AIM OF THE TASK
Using the listing, copy each whole line that features "source".

PROVIDED DATA
▼

//! Manifest module
//!
//! Parses the manifest file and provides the item and item-set tables to
//! the rest of the application. Other modules extend the manifest format by
//! registering context-handler factories during their configuration phase;
//! the parse happens once, at start.

use crate::context::{ContextHandler, ContextModuleSet};
use crate::envparse::EnvParser;
use crate::errors::{LimarError, Result};
use crate::manifest::ast::SetExpr;
use crate::manifest::item::ItemSet;
use crate::manifest::walker::eval_set_expr;
use crate::manifest::{parser, Walker};
use crate::orchestrator::{Invocation, Module, ModuleContext};
use clap::{Arg, ArgAction, Command};
use indexmap::IndexMap;
use regex::Regex;
use serde_json::Value;
use sha2::{Digest, Sha256};
use std::any::Any;
use tracing::{debug, instrument};

const ENV_PATH: &str = "LIMAR_MANIFEST_PATH";
const ENV_DEFAULT_ITEM_SET: &str = "LIMAR_MANIFEST_DEFAULT_ITEM_SET";

#[derive(Default)]
pub struct ManifestModule {
    context_modules: ContextModuleSet,
    manifest_path: Option<String>,
    default_item_set: Option<String>,
    digest: Option<String>,
    items: Option<ItemSet>,
    item_sets: IndexMap<String, ItemSet>,
}

impl ManifestModule {
    pub fn new() -> Self {
        Self::default()
    }

    /// Allow other modules to extend the manifest format with new contexts
    ///
    /// Registration is only useful before the manifest is parsed at start;
    /// late registration is a programming error and fails loudly.
    pub fn add_context_module<F>(&mut self, factory: F) -> Result<()>
    where
        F: Fn() -> Box<dyn ContextHandler> + 'static,
    {
        if self.items.is_some() {
            return Err(LimarError::registration(
                "Attempted registration of a context module after the manifest has been parsed"
                    .to_string(),
            ));
        }
        self.context_modules.add(factory);
        Ok(())
    }

    // Typed access for the command engine
    // --------------------

    fn items(&self) -> Result<&ItemSet> {
        self.items
            .as_ref()
            .ok_or_else(|| LimarError::internal("manifest accessed before it was parsed"))
    }

    /// All items with the given refs; unknown refs fail
    pub fn get_items(&self, refs: &[String]) -> Result<ItemSet> {
        let items = self.items()?;
        let mut result = ItemSet::new();
        for ref_name in refs {
            let item = items.get(ref_name).ok_or_else(|| {
                LimarError::manifest(format!("Item not found: '{ref_name}'"))
            })?;
            result.insert(ref_name.clone(), item.clone());
        }
        Ok(result)
    }

    /// The item-set whose name matches the given regex pattern
    ///
    /// With no pattern: the default item-set from the environment, or the
    /// full item table.
    pub fn get_item_set(&self, pattern: Option<&str>) -> Result<ItemSet> {
        let items = self.items()?;

        let Some(pattern) = pattern.or(self.default_item_set.as_deref()) else {
            return Ok(items.clone());
        };

        let matcher = Regex::new(pattern).map_err(|e| {
            LimarError::config(format!("Invalid item-set pattern '{pattern}': {e}"))
        })?;
        self.item_sets
            .iter()
            .find(|(name, _)| matcher.is_match(name))
            .map(|(_, set)| set.clone())
            .ok_or_else(|| {
                LimarError::manifest(format!("Item set not found from pattern '{pattern}'"))
            })
    }

    /// The first item whose ref matches the given regex pattern
    pub fn get_item(&self, pattern: &str, item_set_pattern: Option<&str>) -> Result<Value> {
        let item_set = self.get_item_set(item_set_pattern)?;

        let matcher = Regex::new(pattern).map_err(|e| {
            LimarError::config(format!("Invalid item pattern '{pattern}': {e}"))
        })?;
        item_set
            .values()
            .find(|item| matcher.is_match(&item.borrow().item_ref))
            .map(|item| item.borrow().to_value())
            .ok_or_else(|| {
                LimarError::manifest(format!("Item not found from pattern '{pattern}'"))
            })
    }

    /// Declare a new named item-set from an expression over existing sets
    pub fn declare_item_set(&mut self, ref_name: &str, expr: &str) -> Result<ItemSet> {
        let expr: SetExpr = parser::parse_expr(expr)?;
        let item_set = eval_set_expr(&expr, &self.item_sets);
        self.item_sets
            .insert(ref_name.to_string(), item_set.clone());
        Ok(item_set)
    }

    /// A digest of the manifest source text
    pub fn get_manifest_digest(&self) -> Result<&str> {
        self.digest
            .as_deref()
            .ok_or_else(|| LimarError::internal("manifest accessed before it was parsed"))
    }

    // Formatting
    // --------------------

    fn format_item(value: &Value) -> String {
        let Some(map) = value.as_object() else {
            return value.to_string();
        };

        let mut lines = Vec::new();
        if let Some(ref_name) = map.get("ref").and_then(Value::as_str) {
            lines.push(format!("ref: {ref_name}"));
        }
        if let Some(tags) = map.get("tags").and_then(Value::as_object) {
            let names: Vec<&str> = tags.keys().map(String::as_str).collect();
            lines.push(format!("tags: {}", names.join(", ")));
        }
        for (key, field) in map {
            if key == "ref" || key == "tags" {
                continue;
            }
            match field {
                Value::String(text) => lines.push(format!("{key}: {text}")),
                other => lines.push(format!("{key}: {other}")),
            }
        }
        lines.join("\n")
    }
}

impl Module for ManifestModule {
    fn name(&self) -> &'static str {
        "manifest"
    }

    fn configure_env(&mut self, parser: &mut EnvParser) -> Result<()> {
        parser.add_variable("path")?;
        parser.add_optional_variable("default-item-set")
    }

    fn configure_args(&mut self, command: Command) -> Command {
        let property = Arg::new("property")
            .short('p')
            .long("property")
            .action(ArgAction::Append)
            .help("Include only the given properties in the output (repeatable)");

        command
            .about("Resolve items and item sets from the manifest")
            .subcommand(
                Command::new("item")
                    .about("Resolve a regex pattern to an item")
                    .arg(Arg::new("pattern").required(true))
                    .arg(
                        Arg::new("item-set")
                            .long("item-set")
                            .help("Pattern matching the item set to resolve within"),
                    )
                    .arg(property.clone()),
            )
            .subcommand(
                Command::new("item-set")
                    .about("Resolve a regex pattern to an item set")
                    .arg(Arg::new("pattern").required(true))
                    .arg(property),
            )
    }

    fn configure(&mut self, ctx: &ModuleContext) -> Result<()> {
        let env = ctx.env();
        self.manifest_path = Some(env.require(ENV_PATH)?.to_string());
        self.default_item_set = env.get(ENV_DEFAULT_ITEM_SET).map(str::to_string);
        Ok(())
    }

    #[instrument(skip_all)]
    fn start(&mut self, _ctx: &ModuleContext) -> Result<()> {
        let path = self
            .manifest_path
            .clone()
            .ok_or_else(|| LimarError::internal("manifest path not configured"))?;

        let source = std::fs::read_to_string(&path).map_err(|e| {
            LimarError::config(format!("Cannot read manifest file '{path}': {e}"))
        })?;
        self.digest = Some(format!("{:x}", Sha256::digest(source.as_bytes())));

        let document = parser::parse(&source)?;
        let walker = Walker::new(self.context_modules.instantiate());
        let output = walker.walk(&document)?;

        debug!(
            items = output.items.len(),
            item_sets = output.item_sets.len(),
            "manifest parsed"
        );
        self.items = Some(output.items);
        self.item_sets = output.item_sets;
        Ok(())
    }

    fn run(&mut self, _ctx: &ModuleContext, invocation: &Invocation) -> Result<Value> {
        let filtered = |value: Value, matches: &clap::ArgMatches| -> Value {
            let Some(properties) = matches.get_many::<String>("property") else {
                return value;
            };
            let properties: Vec<&String> = properties.collect();
            match value {
                Value::Object(map) => Value::Object(
                    map.into_iter()
                        .filter(|(key, _)| properties.iter().any(|p| *p == key))
                        .collect(),
                ),
                other => other,
            }
        };

        // Forwarded output stays structured; terminal output is rendered
        match invocation.args.subcommand() {
            Some(("item", matches)) => {
                let pattern = matches
                    .get_one::<String>("pattern")
                    .ok_or_else(|| LimarError::config("Missing item pattern".to_string()))?;
                let item = self.get_item(
                    pattern,
                    matches.get_one::<String>("item-set").map(String::as_str),
                )?;
                let item = filtered(item, matches);

                if invocation.output_is_forward {
                    Ok(item)
                } else {
                    Ok(Value::String(Self::format_item(&item)))
                }
            }
            Some(("item-set", matches)) => {
                let pattern = matches
                    .get_one::<String>("pattern")
                    .ok_or_else(|| LimarError::config("Missing item-set pattern".to_string()))?;
                let item_set = self.get_item_set(Some(pattern))?;

                let mut output = serde_json::Map::new();
                let mut rendered = Vec::new();
                for (ref_name, item) in &item_set {
                    let value = filtered(item.borrow().to_value(), matches);
                    rendered.push(Self::format_item(&value));
                    output.insert(ref_name.clone(), value);
                }

                if invocation.output_is_forward {
                    Ok(Value::Object(output))
                } else {
                    Ok(Value::String(rendered.join("\n\n")))
                }
            }
            _ => Err(LimarError::config(
                "manifest: expected one of item, item-set".to_string(),
            )),
        }
    }

    fn call_service(
        &mut self,
        _ctx: &ModuleContext,
        method: &str,
        args: &[Value],
    ) -> Result<Value> {
        let string_arg = |index: usize| -> Result<&str> {
            args.get(index).and_then(Value::as_str).ok_or_else(|| {
                LimarError::config(format!(
                    "manifest.{method} needs a string argument {index}"
                ))
            })
        };

        match method {
            "get_item" => self.get_item(string_arg(0)?, None),
            "get_item_set" => {
                let item_set = self.get_item_set(args.first().and_then(Value::as_str))?;
                let map: serde_json::Map<String, Value> = item_set
                    .iter()
                    .map(|(ref_name, item)| (ref_name.clone(), item.borrow().to_value()))
                    .collect();
                Ok(Value::Object(map))
            }
            "get_manifest_digest" => Ok(Value::String(self.get_manifest_digest()?.to_string())),
            other => Err(LimarError::command_run(format!(
                "Module 'manifest' has no service method '{other}'"
            ))),
        }
    }

    fn as_any(&self) -> &dyn Any {
        self
    }

    fn as_any_mut(&mut self) -> &mut dyn Any {
        self
    }
}

#[cfg(test)]
mod tests {
    use super::*;
    use std::io::Write;
    use tempfile::NamedTempFile;

    fn parsed_module(manifest: &str) -> Result<ManifestModule> {
        let mut file = NamedTempFile::new().expect("temp manifest");
        file.write_all(manifest.as_bytes()).expect("write manifest");

        let mut module = ManifestModule::new();
        module.manifest_path = Some(file.path().to_string_lossy().to_string());
        module.start(&crate::orchestrator::ModuleContext::default())?;
        Ok(module)
    }

    #[test]
    fn test_tables_available_after_start() -> anyhow::Result<()> {
        let module = parsed_module("a (x, y)\nb (y)\ns = x & y\n")?;

        assert_eq!(module.items()?.len(), 2);
        assert_eq!(module.get_item_set(Some("^s$"))?.len(), 1);
        assert!(module.get_manifest_digest()?.len() == 64);
        Ok(())
    }

    #[test]
    fn test_get_item_by_pattern() -> anyhow::Result<()> {
        let module = parsed_module("dir/proj-one (project)\ndir/proj-two (project)\n")?;

        let item = module.get_item("one", None)?;
        assert_eq!(item["ref"], "dir/proj-one");

        assert!(module.get_item("missing", None).is_err());
        Ok(())
    }

    #[test]
    fn test_declare_item_set_post_parse() -> anyhow::Result<()> {
        let mut module = parsed_module("a (x, y)\nb (y)\n")?;

        let set = module.declare_item_set("picked", "x & y")?;
        assert_eq!(set.len(), 1);
        assert!(module.get_item_set(Some("^picked$"))?.contains_key("a"));
        Ok(())
    }

    #[test]
    fn test_late_context_module_registration_fails() -> anyhow::Result<()> {
        let mut module = parsed_module("a\n")?;
        let result =
            module.add_context_module(|| Box::new(crate::context::tags::Tags) as _);
        assert!(result.is_err());
        Ok(())
    }
}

▲

SOLVED PROBLEM
    /// A digest of the manifest source text
        let source = std::fs::read_to_string(&path).map_err(|e| {
        self.digest = Some(format!("{:x}", Sha256::digest(source.as_bytes())));
        let document = parser::parse(&source)?;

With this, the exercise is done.